BEGIN DATA UNDER STUDY

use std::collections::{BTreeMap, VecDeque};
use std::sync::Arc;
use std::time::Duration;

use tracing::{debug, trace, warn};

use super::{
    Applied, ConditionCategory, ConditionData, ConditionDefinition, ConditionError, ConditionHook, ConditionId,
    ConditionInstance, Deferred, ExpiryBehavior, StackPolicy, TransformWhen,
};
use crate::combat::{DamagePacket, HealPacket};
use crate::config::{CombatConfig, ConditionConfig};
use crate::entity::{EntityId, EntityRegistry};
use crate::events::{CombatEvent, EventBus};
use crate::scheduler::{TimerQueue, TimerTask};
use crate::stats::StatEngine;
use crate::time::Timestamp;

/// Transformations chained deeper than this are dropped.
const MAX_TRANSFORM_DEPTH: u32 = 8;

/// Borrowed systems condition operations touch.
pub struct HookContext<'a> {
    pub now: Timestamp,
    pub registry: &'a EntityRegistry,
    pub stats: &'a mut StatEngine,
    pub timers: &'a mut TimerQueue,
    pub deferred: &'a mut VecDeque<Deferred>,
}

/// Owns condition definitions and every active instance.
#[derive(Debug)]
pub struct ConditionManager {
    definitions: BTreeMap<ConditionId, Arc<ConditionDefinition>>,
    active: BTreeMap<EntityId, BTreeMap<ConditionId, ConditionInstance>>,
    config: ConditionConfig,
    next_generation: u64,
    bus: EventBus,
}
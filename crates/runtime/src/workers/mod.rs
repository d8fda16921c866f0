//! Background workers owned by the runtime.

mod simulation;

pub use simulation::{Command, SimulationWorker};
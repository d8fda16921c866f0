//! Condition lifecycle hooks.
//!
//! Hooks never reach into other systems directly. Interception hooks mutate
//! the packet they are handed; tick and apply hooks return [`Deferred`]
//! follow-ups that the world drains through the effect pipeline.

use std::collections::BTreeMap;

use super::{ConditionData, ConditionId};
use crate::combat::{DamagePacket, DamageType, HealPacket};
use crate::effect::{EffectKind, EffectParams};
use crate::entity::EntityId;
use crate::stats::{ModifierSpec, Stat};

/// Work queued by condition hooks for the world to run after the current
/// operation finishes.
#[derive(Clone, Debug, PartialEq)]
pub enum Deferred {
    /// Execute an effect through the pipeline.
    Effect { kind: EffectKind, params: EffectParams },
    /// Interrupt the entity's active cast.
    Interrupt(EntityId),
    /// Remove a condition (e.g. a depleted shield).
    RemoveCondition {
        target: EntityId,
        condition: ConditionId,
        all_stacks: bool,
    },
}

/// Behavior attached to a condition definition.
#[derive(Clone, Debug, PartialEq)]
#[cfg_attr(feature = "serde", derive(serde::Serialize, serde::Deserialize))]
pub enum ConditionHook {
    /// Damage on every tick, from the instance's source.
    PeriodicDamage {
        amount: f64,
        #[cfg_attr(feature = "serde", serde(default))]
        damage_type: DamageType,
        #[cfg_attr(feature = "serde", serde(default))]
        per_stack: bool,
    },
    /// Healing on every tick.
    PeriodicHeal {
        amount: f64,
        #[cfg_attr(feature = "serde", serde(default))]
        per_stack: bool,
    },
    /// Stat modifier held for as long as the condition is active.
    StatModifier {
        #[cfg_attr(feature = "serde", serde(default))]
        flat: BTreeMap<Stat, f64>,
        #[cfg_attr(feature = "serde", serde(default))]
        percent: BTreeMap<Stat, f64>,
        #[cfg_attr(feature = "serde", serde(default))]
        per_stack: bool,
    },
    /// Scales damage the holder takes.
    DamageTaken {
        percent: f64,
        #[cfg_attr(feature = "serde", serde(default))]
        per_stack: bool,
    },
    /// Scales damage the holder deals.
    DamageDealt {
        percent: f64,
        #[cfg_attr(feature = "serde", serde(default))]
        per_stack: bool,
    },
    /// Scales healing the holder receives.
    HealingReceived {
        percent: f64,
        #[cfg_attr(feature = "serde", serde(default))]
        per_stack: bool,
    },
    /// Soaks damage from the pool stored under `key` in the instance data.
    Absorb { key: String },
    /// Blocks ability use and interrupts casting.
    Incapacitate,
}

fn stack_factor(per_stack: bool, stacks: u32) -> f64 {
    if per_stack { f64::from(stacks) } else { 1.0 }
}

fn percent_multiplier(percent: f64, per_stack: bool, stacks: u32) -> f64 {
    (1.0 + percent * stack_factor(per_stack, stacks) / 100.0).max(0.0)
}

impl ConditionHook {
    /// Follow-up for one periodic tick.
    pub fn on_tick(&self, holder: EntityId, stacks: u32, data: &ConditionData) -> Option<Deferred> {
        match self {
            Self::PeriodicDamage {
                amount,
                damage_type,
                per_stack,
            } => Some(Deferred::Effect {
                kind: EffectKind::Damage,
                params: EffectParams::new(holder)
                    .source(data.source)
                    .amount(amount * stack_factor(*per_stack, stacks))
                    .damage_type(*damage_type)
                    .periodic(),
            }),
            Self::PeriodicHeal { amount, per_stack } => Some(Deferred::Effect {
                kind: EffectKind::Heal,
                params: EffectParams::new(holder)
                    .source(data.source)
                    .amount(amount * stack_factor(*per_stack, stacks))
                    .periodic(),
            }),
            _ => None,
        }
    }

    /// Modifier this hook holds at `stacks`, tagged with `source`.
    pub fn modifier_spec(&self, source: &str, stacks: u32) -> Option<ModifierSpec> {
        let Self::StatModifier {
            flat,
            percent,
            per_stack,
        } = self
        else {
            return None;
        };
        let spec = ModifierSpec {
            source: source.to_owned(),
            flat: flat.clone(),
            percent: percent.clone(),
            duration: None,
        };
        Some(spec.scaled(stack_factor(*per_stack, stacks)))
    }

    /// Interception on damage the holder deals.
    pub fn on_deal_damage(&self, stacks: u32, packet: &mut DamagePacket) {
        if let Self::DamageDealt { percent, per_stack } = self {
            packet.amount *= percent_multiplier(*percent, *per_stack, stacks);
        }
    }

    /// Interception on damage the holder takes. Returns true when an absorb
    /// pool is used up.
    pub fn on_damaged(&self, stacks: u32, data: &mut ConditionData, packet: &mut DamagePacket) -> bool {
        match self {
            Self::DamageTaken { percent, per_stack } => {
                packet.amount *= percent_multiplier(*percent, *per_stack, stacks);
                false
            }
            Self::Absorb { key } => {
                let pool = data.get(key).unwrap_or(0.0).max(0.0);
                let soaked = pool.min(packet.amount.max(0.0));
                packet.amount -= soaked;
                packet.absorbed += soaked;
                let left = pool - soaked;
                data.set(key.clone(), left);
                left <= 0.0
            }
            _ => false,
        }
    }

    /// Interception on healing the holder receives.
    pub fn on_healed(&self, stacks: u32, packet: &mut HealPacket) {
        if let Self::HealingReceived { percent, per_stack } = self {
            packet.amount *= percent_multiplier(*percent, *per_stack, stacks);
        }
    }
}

END DATA UNDER STUDY

- _WORK REQUEST_: All records shown above are to be reproduced without any alteration.

- _ANSWER TO THE EXERCISE_:
use std::collections::{BTreeMap, VecDeque};
use std::sync::Arc;
use std::time::Duration;

use tracing::{debug, trace, warn};

use super::{
    Applied, ConditionCategory, ConditionData, ConditionDefinition, ConditionError, ConditionHook, ConditionId,
    ConditionInstance, Deferred, ExpiryBehavior, StackPolicy, TransformWhen,
};
use crate::combat::{DamagePacket, HealPacket};
use crate::config::{CombatConfig, ConditionConfig};
use crate::entity::{EntityId, EntityRegistry};
use crate::events::{CombatEvent, EventBus};
use crate::scheduler::{TimerQueue, TimerTask};
use crate::stats::StatEngine;
use crate::time::Timestamp;

/// Transformations chained deeper than this are dropped.
const MAX_TRANSFORM_DEPTH: u32 = 8;

/// Borrowed systems condition operations touch.
pub struct HookContext<'a> {
    pub now: Timestamp,
    pub registry: &'a EntityRegistry,
    pub stats: &'a mut StatEngine,
    pub timers: &'a mut TimerQueue,
    pub deferred: &'a mut VecDeque<Deferred>,
}

/// Owns condition definitions and every active instance.
#[derive(Debug)]
pub struct ConditionManager {
    definitions: BTreeMap<ConditionId, Arc<ConditionDefinition>>,
    active: BTreeMap<EntityId, BTreeMap<ConditionId, ConditionInstance>>,
    config: ConditionConfig,
    next_generation: u64,
    bus: EventBus,
}
filename crates/runtime/src/workers/mod.rs
repository d8fda16921c866f0
//! Background workers owned by the runtime.

mod simulation;

pub use simulation::{Command, SimulationWorker};
repository d8fda16921c866f0
//! Condition lifecycle hooks.
//!
//! Hooks never reach into other systems directly. Interception hooks mutate
//! the packet they are handed; tick and apply hooks return [`Deferred`]
//! follow-ups that the world drains through the effect pipeline.

use std::collections::BTreeMap;

use super::{ConditionData, ConditionId};
use crate::combat::{DamagePacket, DamageType, HealPacket};
use crate::effect::{EffectKind, EffectParams};
use crate::entity::EntityId;
use crate::stats::{ModifierSpec, Stat};

/// Work queued by condition hooks for the world to run after the current
/// operation finishes.
#[derive(Clone, Debug, PartialEq)]
pub enum Deferred {
    /// Execute an effect through the pipeline.
    Effect { kind: EffectKind, params: EffectParams },
    /// Interrupt the entity's active cast.
    Interrupt(EntityId),
    /// Remove a condition (e.g. a depleted shield).
    RemoveCondition {
        target: EntityId,
        condition: ConditionId,
        all_stacks: bool,
    },
}

/// Behavior attached to a condition definition.
#[derive(Clone, Debug, PartialEq)]
#[cfg_attr(feature = "serde", derive(serde::Serialize, serde::Deserialize))]
pub enum ConditionHook {
    /// Damage on every tick, from the instance's source.
    PeriodicDamage {
        amount: f64,
        #[cfg_attr(feature = "serde", serde(default))]
        damage_type: DamageType,
        #[cfg_attr(feature = "serde", serde(default))]
        per_stack: bool,
    },
    /// Healing on every tick.
    PeriodicHeal {
        amount: f64,
        #[cfg_attr(feature = "serde", serde(default))]
        per_stack: bool,
    },
    /// Stat modifier held for as long as the condition is active.
    StatModifier {
        #[cfg_attr(feature = "serde", serde(default))]
        flat: BTreeMap<Stat, f64>,
        #[cfg_attr(feature = "serde", serde(default))]
        percent: BTreeMap<Stat, f64>,
        #[cfg_attr(feature = "serde", serde(default))]
        per_stack: bool,
    },
    /// Scales damage the holder takes.
    DamageTaken {
        percent: f64,
        #[cfg_attr(feature = "serde", serde(default))]
        per_stack: bool,
    },
    /// Scales damage the holder deals.
    DamageDealt {
        percent: f64,
        #[cfg_attr(feature = "serde", serde(default))]
        per_stack: bool,
    },
    /// Scales healing the holder receives.
    HealingReceived {
        percent: f64,
        #[cfg_attr(feature = "serde", serde(default))]
        per_stack: bool,
    },
    /// Soaks damage from the pool stored under `key` in the instance data.
    Absorb { key: String },
    /// Blocks ability use and interrupts casting.
    Incapacitate,
}

fn stack_factor(per_stack: bool, stacks: u32) -> f64 {
    if per_stack { f64::from(stacks) } else { 1.0 }
}

fn percent_multiplier(percent: f64, per_stack: bool, stacks: u32) -> f64 {
    (1.0 + percent * stack_factor(per_stack, stacks) / 100.0).max(0.0)
}

impl ConditionHook {
    /// Follow-up for one periodic tick.
    pub fn on_tick(&self, holder: EntityId, stacks: u32, data: &ConditionData) -> Option<Deferred> {
        match self {
            Self::PeriodicDamage {
                amount,
                damage_type,
                per_stack,
            } => Some(Deferred::Effect {
                kind: EffectKind::Damage,
                params: EffectParams::new(holder)
                    .source(data.source)
                    .amount(amount * stack_factor(*per_stack, stacks))
                    .damage_type(*damage_type)
                    .periodic(),
            }),
            Self::PeriodicHeal { amount, per_stack } => Some(Deferred::Effect {
                kind: EffectKind::Heal,
                params: EffectParams::new(holder)
                    .source(data.source)
                    .amount(amount * stack_factor(*per_stack, stacks))
                    .periodic(),
            }),
            _ => None,
        }
    }

    /// Modifier this hook holds at `stacks`, tagged with `source`.
    pub fn modifier_spec(&self, source: &str, stacks: u32) -> Option<ModifierSpec> {
        let Self::StatModifier {
            flat,
            percent,
            per_stack,
        } = self
        else {
            return None;
        };
        let spec = ModifierSpec {
            source: source.to_owned(),
            flat: flat.clone(),
            percent: percent.clone(),
            duration: None,
        };
        Some(spec.scaled(stack_factor(*per_stack, stacks)))
    }

    /// Interception on damage the holder deals.
    pub fn on_deal_damage(&self, stacks: u32, packet: &mut DamagePacket) {
        if let Self::DamageDealt { percent, per_stack } = self {
            packet.amount *= percent_multiplier(*percent, *per_stack, stacks);
        }
    }

    /// Interception on damage the holder takes. Returns true when an absorb
    /// pool is used up.
    pub fn on_damaged(&self, stacks: u32, data: &mut ConditionData, packet: &mut DamagePacket) -> bool {
        match self {
            Self::DamageTaken { percent, per_stack } => {
                packet.amount *= percent_multiplier(*percent, *per_stack, stacks);
                false
            }
            Self::Absorb { key } => {
                let pool = data.get(key).unwrap_or(0.0).max(0.0);
                let soaked = pool.min(packet.amount.max(0.0));
                packet.amount -= soaked;
                packet.absorbed += soaked;
                let left = pool - soaked;
                data.set(key.clone(), left);
                left <= 0.0
            }
            _ => false,
        }
    }

    /// Interception on healing the holder receives.
    pub fn on_healed(&self, stacks: u32, packet: &mut HealPacket) {
        if let Self::HealingReceived { percent, per_stack } = self {
            packet.amount *= percent_multiplier(*percent, *per_stack, stacks);
        }
    }
}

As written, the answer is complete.